I have also known a few people who thought they had imposter syndrome but were in fact just rubbish at what they did. It is a thin invisible line.

So how do I not fall to the floor in a big tangled ball of insecurities every day? Well it’s a couple of things.

First off, I have distractions, some might call them hobbies, and importantly those distractions are not digital.

I decided that as I spent a lot of my life building things with pixels then it is probably not a great idea to spend my free time playing video games, or spending a lot of time on the web building another hobby site.

So, when I hit 40 I decided to craft my own mid-life crisis and went to a model railway show – well it was a lot cheaper than buying a sports car, or so I thought.

Starting a Non-Digital Hobby

I loved model railways as a kid but had left all that behind a long time ago when I discovered ale, women, and that I had to work.

Luckily the Model railway show I went to was a specialist narrow gauge exhibition – Expo Narrow Gauge.

What I saw there was captivating and brought back a lot of happy memories and feelings from when I was young.

At that show were three small layouts built as a challenge in show boxes. This was great I thought – I could have a go at building a small model railway and the wife would get some new shoes. She thought this was a magnificent idea.

As it was the exhibition ran another competition the following year but not in shoe boxes, but to build a layout no bigger than a 1/2 meter cube.

I built an entry, I won the competition, and I had to buy someone some new shoes anyway.

simon-cox-loxley-barton-falls

The people who ran the exhibition encouraged me to join their society, The Greenwich and District Narrow Gauge Railway Society, which I thought was an impressive name, so I did.

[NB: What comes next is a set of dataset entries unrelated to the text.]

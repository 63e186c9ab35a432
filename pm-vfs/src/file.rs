use core::sync::atomic::AtomicU32;
use std::path::Path;

use tracing::{debug, warn};

use crate::lock::Locker;
use crate::shm::{SharedIndexRegion, SlotRef};
use crate::store::PageStore;
use crate::vfs::VfsFile;
use crate::{FileKind, LockLevel, ShmLockOp, SyncFlags, VfsError};

/// A file opened through [`crate::PmemVfs`].
///
/// Database files carry the shared index of their log; it is only mapped once the host engine
/// asks for a slot.
pub struct PmemFile {
    kind: FileKind,
    store: PageStore,
    shm: Option<SharedIndexRegion>,
    locker: Locker,
    sector_size: u32,
}

impl PmemFile {
    pub(crate) fn new(
        kind: FileKind,
        store: PageStore,
        shm: Option<SharedIndexRegion>,
        locker: Locker,
        sector_size: u32,
    ) -> Self {
        PmemFile {
            kind,
            store,
            shm,
            locker,
            sector_size,
        }
    }

    pub fn kind(&self) -> FileKind {
        self.kind
    }

    pub fn path(&self) -> &Path {
        self.store.path()
    }

    pub fn store(&self) -> &PageStore {
        &self.store
    }

    pub fn shm(&self) -> Option<&SharedIndexRegion> {
        self.shm.as_ref()
    }

    pub fn shm_mut(&mut self) -> Option<&mut SharedIndexRegion> {
        self.shm.as_mut()
    }

    pub fn lock_level(&self) -> LockLevel {
        self.locker.level()
    }

    /// Look at bytes of the file straight in the mapping, see [`PageStore::fetch`].
    pub fn fetch<R>(&self, offset: u64, len: usize, f: impl FnOnce(&[u8]) -> R) -> Option<R> {
        self.store.fetch(offset, len, f)
    }

    fn shm_or_unsupported(&mut self) -> Result<&mut SharedIndexRegion, VfsError> {
        self.shm
            .as_mut()
            .ok_or(VfsError::Unsupported("shared index mappings of non-database files"))
    }
}

impl VfsFile for PmemFile {
    fn read(&self, offset: u64, buf: &mut [u8]) -> Result<(), VfsError> {
        self.store.read(offset, buf)
    }

    fn write(&mut self, offset: u64, data: &[u8]) -> Result<(), VfsError> {
        self.store.write(offset, data)
    }

    fn truncate(&mut self, size: u64) -> Result<(), VfsError> {
        self.store.truncate(size)
    }

    fn sync(&mut self, flags: SyncFlags) -> Result<(), VfsError> {
        self.store.sync(flags)
    }

    fn file_size(&self) -> Result<u64, VfsError> {
        if self.store.is_closed() {
            return Err(VfsError::Closed);
        }

        Ok(self.store.file_size())
    }

    fn lock(&mut self, level: LockLevel) -> Result<(), VfsError> {
        self.locker.lock(level)
    }

    fn unlock(&mut self, level: LockLevel) -> Result<(), VfsError> {
        self.locker.unlock(level)
    }

    fn check_reserved_lock(&self) -> Result<bool, VfsError> {
        Ok(self.locker.check_reserved())
    }

    fn sector_size(&self) -> u32 {
        self.sector_size
    }

    fn shm_map(
        &mut self,
        index: usize,
        slot_size: usize,
        extend: bool,
    ) -> Result<Option<SlotRef>, VfsError> {
        self.shm_or_unsupported()?.map_slot(index, slot_size, extend)
    }

    fn shm_slot(&self, slot: SlotRef) -> Option<&[AtomicU32]> {
        self.shm.as_ref()?.slot(slot)
    }

    fn shm_lock(&mut self, offset: usize, n: usize, op: ShmLockOp) -> Result<(), VfsError> {
        self.locker.shm_lock(offset, n, op)
    }

    fn shm_barrier(&self) {
        let Some(shm) = &self.shm else {
            return;
        };

        if let Err(err) = shm.barrier() {
            warn!(path = %shm.path().display(), %err, "shared index barrier failed to flush");
        }
    }

    fn shm_unmap(&mut self, delete: bool) -> Result<(), VfsError> {
        match &mut self.shm {
            Some(shm) => shm.unmap(delete),
            None => Ok(()),
        }
    }

    fn close(&mut self) -> Result<(), VfsError> {
        if self.store.is_closed() {
            return Ok(());
        }

        self.locker.release();
        let shm = match &mut self.shm {
            Some(shm) => shm.unmap(false),
            None => Ok(()),
        };

        let store = self.store.close();
        debug!(path = %self.path().display(), kind = ?self.kind, "closed file");
        store.and(shm)
    }
}

impl Drop for PmemFile {
    fn drop(&mut self) {
        if let Err(err) = self.close() {
            warn!(path = %self.path().display(), %err, "failed to close file on drop");
        }
    }
}
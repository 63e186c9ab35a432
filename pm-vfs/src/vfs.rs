use core::sync::atomic::AtomicU32;
use std::ffi::CString;
use std::fs::File;
use std::io::{self, Read};
use std::os::unix::ffi::OsStrExt;
use std::path::{Path, PathBuf};
use std::sync::Arc;
use std::time::{Duration, SystemTime, UNIX_EPOCH};

use pm_region::{Mapper, RegionOptions};
use tracing::{debug, trace};

use crate::config::{LockingMode, VfsConfig};
use crate::file::PmemFile;
use crate::lock::{LockTable, Locker};
use crate::paths::{self, FullPath};
use crate::shm::{SharedIndexRegion, SlotRef};
use crate::store::OpenRegions;
use crate::{
    AccessMode, FileKind, IoOp, LockLevel, OpenFlags, ShmLockOp, SyncFlags, VfsError,
};

/// An open file, as the host engine drives it.
pub trait VfsFile: Send {
    fn read(&self, offset: u64, buf: &mut [u8]) -> Result<(), VfsError>;
    fn write(&mut self, offset: u64, data: &[u8]) -> Result<(), VfsError>;
    fn truncate(&mut self, size: u64) -> Result<(), VfsError>;
    fn sync(&mut self, flags: SyncFlags) -> Result<(), VfsError>;
    fn file_size(&self) -> Result<u64, VfsError>;

    fn lock(&mut self, level: LockLevel) -> Result<(), VfsError>;
    fn unlock(&mut self, level: LockLevel) -> Result<(), VfsError>;
    fn check_reserved_lock(&self) -> Result<bool, VfsError>;

    /// No file controls are understood by default.
    fn file_control(&mut self, _op: i32) -> Result<(), VfsError> {
        Err(VfsError::NotFound)
    }

    fn sector_size(&self) -> u32;

    fn device_characteristics(&self) -> u32 {
        0
    }

    fn shm_map(
        &mut self,
        index: usize,
        slot_size: usize,
        extend: bool,
    ) -> Result<Option<SlotRef>, VfsError>;
    /// Resolve a slot returned by [`VfsFile::shm_map`] to memory.
    fn shm_slot(&self, slot: SlotRef) -> Option<&[AtomicU32]>;
    fn shm_lock(&mut self, offset: usize, n: usize, op: ShmLockOp) -> Result<(), VfsError>;
    fn shm_barrier(&self);
    fn shm_unmap(&mut self, delete: bool) -> Result<(), VfsError>;

    fn close(&mut self) -> Result<(), VfsError>;
}

/// A storage provider, the file system as the host engine sees it.
pub trait Vfs: Send + Sync {
    fn name(&self) -> &str;
    fn max_pathname(&self) -> usize;

    /// Open `path`. Providers without temporary file support reject `None`.
    fn open(&self, path: Option<&Path>, flags: OpenFlags) -> Result<Box<dyn VfsFile>, VfsError>;
    fn delete(&self, path: &Path, sync_dir: bool) -> Result<(), VfsError>;
    fn access(&self, path: &Path, mode: AccessMode) -> Result<bool, VfsError>;
    fn full_pathname(&self, path: &Path) -> Result<FullPath, VfsError>;

    fn dl_open(&self, _path: &Path) -> Result<(), VfsError> {
        Err(VfsError::Unsupported("loadable extensions"))
    }

    fn dl_error(&self) -> String {
        "Loadable extensions are not supported".to_owned()
    }

    fn dl_sym(&self, _symbol: &str) -> Result<(), VfsError> {
        Err(VfsError::Unsupported("loadable extensions"))
    }

    fn dl_close(&self) {}

    /// Fill `buf` with random bytes. Returns how many bytes were filled.
    fn randomness(&self, buf: &mut [u8]) -> usize;
    /// Sleep at least `duration`, returning the time actually requested from the OS.
    fn sleep(&self, duration: Duration) -> Duration;
    /// The current time as a Julian day number.
    fn current_time(&self) -> f64;
    /// The current time in milliseconds since the Julian epoch.
    fn current_time_millis(&self) -> i64;
    fn last_error(&self) -> i32;
}

/// The persistent memory storage provider.
pub struct PmemVfs {
    config: VfsConfig,
    mapper: Mapper,
    locks: Arc<LockTable>,
    regions: Arc<OpenRegions>,
}

/// Noon in Greenwich on November 24, 4714 B.C., relative to the Unix epoch, in milliseconds.
const UNIX_EPOCH_JULIAN_MS: i64 = 24_405_875 * 8_640_000;

impl PmemVfs {
    pub fn new(config: VfsConfig) -> Result<Self, VfsError> {
        config.validate()?;
        let mapper = Mapper::new(config.medium);

        debug!(
            name = %config.name,
            pm_dir = ?config.pm_dir,
            medium = ?config.medium,
            locking = ?config.locking,
            "created provider"
        );

        Ok(PmemVfs {
            config,
            mapper,
            locks: Arc::new(LockTable::new()),
            regions: Arc::new(OpenRegions::new()),
        })
    }

    /// A provider configured from the environment, see [`VfsConfig::from_env`].
    pub fn from_env() -> Result<Self, VfsError> {
        Self::new(VfsConfig::from_env()?)
    }

    /// Use a custom mapper, for instance one with an injected vtable.
    pub fn with_mapper(config: VfsConfig, mapper: Mapper) -> Result<Self, VfsError> {
        Ok(PmemVfs {
            mapper,
            ..Self::new(config)?
        })
    }

    pub fn config(&self) -> &VfsConfig {
        &self.config
    }

    pub fn lock_table(&self) -> &Arc<LockTable> {
        &self.locks
    }

    /// Regions of the database and log files open through this provider.
    pub fn open_regions(&self) -> &Arc<OpenRegions> {
        &self.regions
    }

    fn region_options(&self) -> Result<RegionOptions, VfsError> {
        Ok(RegionOptions::new(self.mapper.clone())
            .with_initial_capacity(self.config.initial_capacity)
            .with_growth(self.config.growth()?))
    }

    /// Where a file of `kind` opened as `path` actually lives.
    pub fn resolve(&self, path: &Path, kind: FileKind) -> PathBuf {
        let pm_dir = self.config.pm_dir.as_deref();
        if kind == FileKind::Wal || paths::is_pm_resident(path) {
            paths::relocate(path, pm_dir)
        } else {
            path.to_owned()
        }
    }

    /// Open a file, returning the concrete handle.
    pub fn open_file(&self, path: Option<&Path>, flags: OpenFlags) -> Result<PmemFile, VfsError> {
        let (Some(path), Some(role)) = (path, flags.kind.role()) else {
            return Err(VfsError::Unsupported("temporary files"));
        };

        if flags.delete_on_close {
            return Err(VfsError::Unsupported("temporary files"));
        }

        let real = self.resolve(path, flags.kind);
        if !flags.create && !real.exists() {
            return Err(VfsError::CantOpen {
                path: real,
                reason: "file does not exist",
            });
        }

        let store = self.regions.open(&real, role, self.region_options()?)?;

        let shm = (flags.kind == FileKind::MainDb).then(|| -> Result<_, VfsError> {
            let shm_path = paths::shm_path(path, self.config.pm_dir.as_deref());
            Ok(SharedIndexRegion::new(
                shm_path,
                self.region_options()?,
                self.config.shm_base_size,
            ))
        });

        let locker = match self.config.locking {
            LockingMode::Noop => Locker::Noop,
            LockingMode::InProcess => Locker::in_process(Arc::clone(&self.locks), &real),
        };

        debug!(
            path = %real.display(),
            kind = ?flags.kind,
            medium = ?store.medium(),
            "opened file"
        );

        Ok(PmemFile::new(
            flags.kind,
            store,
            shm.transpose()?,
            locker,
            self.config.sector_size,
        ))
    }
}

impl Vfs for PmemVfs {
    fn name(&self) -> &str {
        &self.config.name
    }

    fn max_pathname(&self) -> usize {
        self.config.max_pathname
    }

    fn open(&self, path: Option<&Path>, flags: OpenFlags) -> Result<Box<dyn VfsFile>, VfsError> {
        Ok(Box::new(self.open_file(path, flags)?))
    }

    /// Unlink `path`. A missing file is not an error.
    fn delete(&self, path: &Path, sync_dir: bool) -> Result<(), VfsError> {
        let real = self.resolve(path, FileKind::MainDb);

        match std::fs::remove_file(&real) {
            Ok(()) => {}
            Err(err) if err.kind() == io::ErrorKind::NotFound => return Ok(()),
            Err(source) => return Err(VfsError::io(IoOp::Delete, real, source)),
        }

        debug!(path = %real.display(), sync_dir, "deleted file");

        let dir = match real.parent() {
            Some(dir) if sync_dir && !dir.as_os_str().is_empty() => dir,
            _ => return Ok(()),
        };

        File::open(dir)
            .and_then(|dir| dir.sync_all())
            .map_err(|source| VfsError::io(IoOp::DirSync, dir, source))
    }

    fn access(&self, path: &Path, mode: AccessMode) -> Result<bool, VfsError> {
        let real = self.resolve(path, FileKind::MainDb);

        if mode == AccessMode::Exists {
            return Ok(match std::fs::metadata(&real) {
                Ok(meta) => !meta.is_file() || meta.len() > 0,
                Err(_) => false,
            });
        }

        let bits = match mode {
            AccessMode::ReadWrite => libc::R_OK | libc::W_OK,
            _ => libc::R_OK,
        };

        let c_path = CString::new(real.as_os_str().as_bytes()).map_err(|_| VfsError::CantOpen {
            path: real.clone(),
            reason: "path contains a nul byte",
        })?;

        Ok(unsafe { libc::access(c_path.as_ptr(), bits) } == 0)
    }

    fn full_pathname(&self, path: &Path) -> Result<FullPath, VfsError> {
        paths::full_pathname(path, self.config.max_pathname)
    }

    fn randomness(&self, buf: &mut [u8]) -> usize {
        let filled = File::open("/dev/urandom").and_then(|mut dev| dev.read_exact(buf));
        if filled.is_ok() {
            return buf.len();
        }

        trace!("no /dev/urandom, seeding randomness from time and pid");
        let now = SystemTime::now()
            .duration_since(UNIX_EPOCH)
            .map_or(0, |now| now.as_nanos() as u64);
        let seed = now ^ (u64::from(std::process::id()) << 32);

        for (chunk, i) in buf.chunks_mut(8).zip(0u64..) {
            let word = splitmix(seed.wrapping_add(i));
            chunk.copy_from_slice(&word.to_ne_bytes()[..chunk.len()]);
        }

        buf.len()
    }

    fn sleep(&self, duration: Duration) -> Duration {
        std::thread::sleep(duration);
        duration
    }

    fn current_time(&self) -> f64 {
        self.current_time_millis() as f64 / 86_400_000.0
    }

    fn current_time_millis(&self) -> i64 {
        let since_epoch = SystemTime::now()
            .duration_since(UNIX_EPOCH)
            .map_or(0, |now| now.as_millis() as i64);
        UNIX_EPOCH_JULIAN_MS + since_epoch
    }

    fn last_error(&self) -> i32 {
        io::Error::last_os_error().raw_os_error().unwrap_or(0)
    }
}

fn splitmix(mut x: u64) -> u64 {
    x = x.wrapping_add(0x9e37_79b9_7f4a_7c15);
    x = (x ^ (x >> 30)).wrapping_mul(0xbf58_476d_1ce4_e5b9);
    x = (x ^ (x >> 27)).wrapping_mul(0x94d0_49bb_1331_11eb);
    x ^ (x >> 31)
}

And I am really glad I did because I made some really good friends and learnt so much from them.

This wasn’t a world of digital but a world of making things, a world of atoms, and glue.

Most of the members in the Society create the kits of model engines and rolling stock that other people build because there wasn’t much commercially available until recently.

The skills I had to learn and hone doing this were all physical – yes the web played a part in discovery, of course, but the doing was all atomic – getting my hands dirty.

I learnt how to:

  • Solder (a skill worth having).
  • Fettle bits of metal to make things fit.
  • Wire up electrical circuits without blowing things up (mostly).
  • Construct metal and plastic kits.
  • Scratch build buildings and items not available as kits.
  • Paint the models with weathering and distant techniques.
  • Airbrush.

And it has also provided me with a plethora of interesting tools! (Can’t have too many tools…).

I have also been out on the road exhibiting my layouts and helping other people run their layouts both in the UK and Europe.

This involved talking to the public (something I was always a bit shy about) about the layouts and techniques used to build them.

I have met the most incredible range of people with such interesting stories to tell, and have been to places I would have never expected to go to.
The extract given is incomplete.